WORK ORDER
A complete answer lists every line of the entries below where the string "verify" appears.

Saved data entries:
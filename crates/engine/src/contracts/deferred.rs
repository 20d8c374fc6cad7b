//! The deferred contract: propose now, sign later, execute once enough
//! signatures accumulated.
//!
//! A deferred instance stores a proposed transaction whose instructions
//! carry no signatures yet. Independent signers attach identity/signature
//! pairs with `add_proof`; `exec_proposed_tx` then runs the proposed
//! instructions with those accumulated proofs. Execution is bounded by an
//! expiry block index and a maximum number of executions.

use crate::error::ContractError;
use crate::registry::{Coin, Contract, ContractCtx, ViewResolver};
use byzcoin_darc::DarcResolver;
use byzcoin_trie::TrieView;
use byzcoin_types::{
    instruction_message, ClientTransaction, Hash, Identity, Instruction, InstructionAction,
    InstanceId, SignerSignature, StateChange, StateChangeKind, StateInstance,
};
use parity_scale_codec::{Decode, Encode};
use std::collections::BTreeMap;

pub const CONTRACT_DEFERRED: &str = "deferred";

/// Blocks a deferred transaction stays executable when the spawner gives no
/// explicit expiry.
const DEFAULT_EXPIRY_DELTA: u64 = 50;

/// Stored value of a deferred instance.
#[derive(Clone, Debug, PartialEq, Eq, Encode, Decode)]
pub struct DeferredData {
    pub proposed_transaction: ClientTransaction,
    /// Absolute block index after which execution fails.
    pub expire_block_index: u64,
    /// Hash of each proposed instruction at spawn time; proofs are checked
    /// against these so later tampering is detectable.
    pub instruction_hashes: Vec<Hash>,
    /// Remaining allowed executions.
    pub max_num_execution: u64,
}

fn decode_u64_arg(raw: &[u8]) -> Result<u64, ContractError> {
    let bytes: [u8; 8] = raw
        .try_into()
        .map_err(|_| ContractError::BadEncoding("expected 8-byte integer".into()))?;
    Ok(u64::from_le_bytes(bytes))
}

fn decode_u32_arg(raw: &[u8]) -> Result<u32, ContractError> {
    let bytes: [u8; 4] = raw
        .try_into()
        .map_err(|_| ContractError::BadEncoding("expected 4-byte integer".into()))?;
    Ok(u32::from_le_bytes(bytes))
}

fn load(ctx: &ContractCtx, id: &InstanceId) -> Result<(StateInstance, DeferredData), ContractError> {
    let instance = ctx
        .view
        .get(id)
        .ok_or_else(|| ContractError::Failed("deferred instance missing".into()))?;
    let data = DeferredData::decode(&mut instance.value.as_slice())
        .map_err(|e| ContractError::BadEncoding(e.to_string()))?;
    Ok((instance, data))
}

/// Overlay making one instruction's writes visible to the next during the
/// nested execution of a proposed transaction.
struct OverlayView<'a> {
    base: &'a dyn TrieView,
    staged: BTreeMap<InstanceId, StateInstance>,
}

impl<'a> OverlayView<'a> {
    fn new(base: &'a dyn TrieView) -> Self {
        Self {
            base,
            staged: BTreeMap::new(),
        }
    }

    fn absorb(&mut self, changes: &[StateChange]) {
        for change in changes {
            self.staged.insert(
                change.instance_id,
                StateInstance {
                    contract_id: change.contract_id.clone(),
                    version: change.version,
                    value: change.value.clone(),
                    darc_id: change.darc_id,
                    tombstone: change.kind == StateChangeKind::Remove,
                },
            );
        }
    }
}

impl TrieView for OverlayView<'_> {
    fn get(&self, key: &InstanceId) -> Option<StateInstance> {
        if let Some(instance) = self.staged.get(key) {
            return (!instance.tombstone).then(|| instance.clone());
        }
        self.base.get(key)
    }
}

pub struct DeferredContract;

impl DeferredContract {
    fn spawn_data(
        ctx: &ContractCtx,
        instruction: &Instruction,
    ) -> Result<DeferredData, ContractError> {
        let raw = instruction
            .arg("proposedTransaction")
            .ok_or_else(|| ContractError::MissingArgument("proposedTransaction".into()))?;
        let proposed = ClientTransaction::decode(&mut &*raw)
            .map_err(|e| ContractError::BadEncoding(e.to_string()))?;
        if proposed.instructions.is_empty() {
            return Err(ContractError::Failed(
                "proposed transaction has no instructions".into(),
            ));
        }

        let expire_block_index = match instruction.arg("expireBlockIndex") {
            Some(raw) => {
                let value = decode_u64_arg(raw)?;
                if value == 0 {
                    ctx.block_index + DEFAULT_EXPIRY_DELTA
                } else {
                    value
                }
            }
            None => ctx.block_index + DEFAULT_EXPIRY_DELTA,
        };
        let max_num_execution = match instruction.arg("maxNumExecution") {
            Some(raw) => decode_u64_arg(raw)?.max(1),
            None => 1,
        };

        let instruction_hashes = proposed.instructions.iter().map(|i| i.hash()).collect();
        Ok(DeferredData {
            proposed_transaction: proposed,
            expire_block_index,
            instruction_hashes,
            max_num_execution,
        })
    }

    fn add_proof(
        ctx: &ContractCtx,
        instruction: &Instruction,
    ) -> Result<Vec<StateChange>, ContractError> {
        let (instance, mut data) = load(ctx, &instruction.instance_id)?;
        if ctx.block_index > data.expire_block_index {
            return Err(ContractError::ExpiredOrExhausted);
        }

        let identity_raw = instruction
            .arg("identity")
            .ok_or_else(|| ContractError::MissingArgument("identity".into()))?;
        let identity = Identity::decode(&mut &*identity_raw)
            .map_err(|e| ContractError::BadEncoding(e.to_string()))?;
        let signature_raw = instruction
            .arg("signature")
            .ok_or_else(|| ContractError::MissingArgument("signature".into()))?;
        let signature_bytes: [u8; 64] = signature_raw
            .try_into()
            .map_err(|_| ContractError::BadEncoding("expected 64-byte signature".into()))?;
        let signature = SignerSignature(signature_bytes);
        let index = match instruction.arg("index") {
            Some(raw) => decode_u32_arg(raw)? as usize,
            None => 0,
        };

        let target = data
            .proposed_transaction
            .instructions
            .get_mut(index)
            .ok_or_else(|| ContractError::Failed("instruction index out of range".into()))?;
        if target.signer_identities.contains(&identity) {
            return Err(ContractError::Failed(
                "identity already added a proof".into(),
            ));
        }

        // The proof must cover the instruction hash recorded at spawn time.
        let expected = data
            .instruction_hashes
            .get(index)
            .copied()
            .ok_or_else(|| ContractError::Failed("missing instruction hash".into()))?;
        identity
            .verify(&instruction_message(&expected), &signature)
            .map_err(|_| ContractError::Failed("proof signature invalid".into()))?;

        target.signer_identities.push(identity);
        target.signatures.push(signature);

        Ok(vec![StateChange::update(
            instruction.instance_id,
            CONTRACT_DEFERRED.to_string(),
            data.encode(),
            instance.darc_id,
            instance.version + 1,
        )])
    }

    fn exec_proposed_tx(
        ctx: &ContractCtx,
        instruction: &Instruction,
    ) -> Result<Vec<StateChange>, ContractError> {
        let (instance, mut data) = load(ctx, &instruction.instance_id)?;
        if ctx.block_index > data.expire_block_index || data.max_num_execution == 0 {
            return Err(ContractError::ExpiredOrExhausted);
        }

        let mut overlay = OverlayView::new(ctx.view);
        let mut all_changes = Vec::new();

        for (i, proposed) in data.proposed_transaction.instructions.iter().enumerate() {
            // Proofs were collected against the hashes recorded at spawn
            // time. Execution dispatches the instruction as originally
            // proposed, so instance ids derived from it stay the ones the
            // proposer announced.
            let mut pristine = proposed.clone();
            pristine.signer_identities.clear();
            pristine.signer_counters.clear();
            pristine.signatures.clear();
            let expected = data.instruction_hashes[i];
            if pristine.hash() != expected {
                return Err(ContractError::Failed(format!(
                    "instruction {} drifted from its recorded hash",
                    i
                )));
            }

            let message = instruction_message(&expected);
            if proposed.signer_identities.is_empty() {
                return Err(ContractError::Failed(format!(
                    "instruction {} has no proofs",
                    i
                )));
            }
            for (identity, signature) in proposed
                .signer_identities
                .iter()
                .zip(&proposed.signatures)
            {
                identity
                    .verify(&message, signature)
                    .map_err(|_| ContractError::Failed("proof signature invalid".into()))?;
            }

            let changes = dispatch(ctx, &overlay, &pristine, &proposed.signer_identities)?;
            overlay.absorb(&changes);
            all_changes.extend(changes);
        }

        data.max_num_execution -= 1;
        all_changes.push(StateChange::update(
            instruction.instance_id,
            CONTRACT_DEFERRED.to_string(),
            data.encode(),
            instance.darc_id,
            instance.version + 1,
        ));
        Ok(all_changes)
    }
}

/// Authorize and run one proposed instruction against the overlay view.
/// `signers` are the identities whose proofs were verified by the caller.
fn dispatch(
    ctx: &ContractCtx,
    overlay: &OverlayView,
    proposed: &Instruction,
    signers: &[Identity],
) -> Result<Vec<StateChange>, ContractError> {
    let resolver = ViewResolver(overlay);

    let darc_id = match &proposed.action {
        InstructionAction::Spawn(_) => Hash(proposed.instance_id.0),
        InstructionAction::Invoke(_) | InstructionAction::Delete(_) => {
            overlay
                .get(&proposed.instance_id)
                .ok_or_else(|| ContractError::Failed("target instance missing".into()))?
                .darc_id
        }
    };
    let darc = resolver
        .resolve(&darc_id)
        .ok_or_else(|| ContractError::Failed("governing darc missing".into()))?;
    darc.check_authorization(&proposed.action_string(), signers, &resolver)?;

    let handler = ctx
        .registry
        .get(proposed.action.contract_id())
        .ok_or_else(|| {
            ContractError::Failed(format!(
                "unknown contract {:?}",
                proposed.action.contract_id()
            ))
        })?;
    let nested_ctx = ContractCtx {
        view: overlay,
        registry: ctx.registry,
        block_index: ctx.block_index,
        timestamp_ns: ctx.timestamp_ns,
        darc_id,
    };
    let mut coins: Vec<Coin> = Vec::new();
    match &proposed.action {
        InstructionAction::Spawn(_) => handler.spawn(&nested_ctx, proposed, &mut coins),
        InstructionAction::Invoke(_) => handler.invoke(&nested_ctx, proposed, &mut coins),
        InstructionAction::Delete(_) => handler.delete(&nested_ctx, proposed, &mut coins),
    }
}

impl Contract for DeferredContract {
    fn spawn(
        &self,
        ctx: &ContractCtx,
        instruction: &Instruction,
        _coins: &mut Vec<Coin>,
    ) -> Result<Vec<StateChange>, ContractError> {
        let data = Self::spawn_data(ctx, instruction)?;
        Ok(vec![StateChange::create(
            instruction.derive_id(""),
            CONTRACT_DEFERRED.to_string(),
            data.encode(),
            ctx.darc_id,
        )])
    }

    fn invoke(
        &self,
        ctx: &ContractCtx,
        instruction: &Instruction,
        _coins: &mut Vec<Coin>,
    ) -> Result<Vec<StateChange>, ContractError> {
        let command = match &instruction.action {
            InstructionAction::Invoke(invoke) => invoke.command.as_str(),
            _ => unreachable!("executor dispatches invoke only"),
        };
        match command {
            "add_proof" => Self::add_proof(ctx, instruction),
            "exec_proposed_tx" => Self::exec_proposed_tx(ctx, instruction),
            other => Err(ContractError::Failed(format!(
                "deferred contract has no command {:?}",
                other
            ))),
        }
    }
}
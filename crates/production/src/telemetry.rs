//! Tracing setup.

use tracing_subscriber::{fmt, EnvFilter};

/// Initialize the global subscriber. `RUST_LOG` overrides the default
/// filter; safe to call once per process.
pub fn init(default_filter: &str) {
    let filter = EnvFilter::try_from_default_env()
        .unwrap_or_else(|_| EnvFilter::new(default_filter));
    fmt()
        .with_env_filter(filter)
        .with_target(true)
        .init();
}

ANSWER BOX
            .verify(&instruction_message(&expected), &signature)
                    .verify(&message, signature)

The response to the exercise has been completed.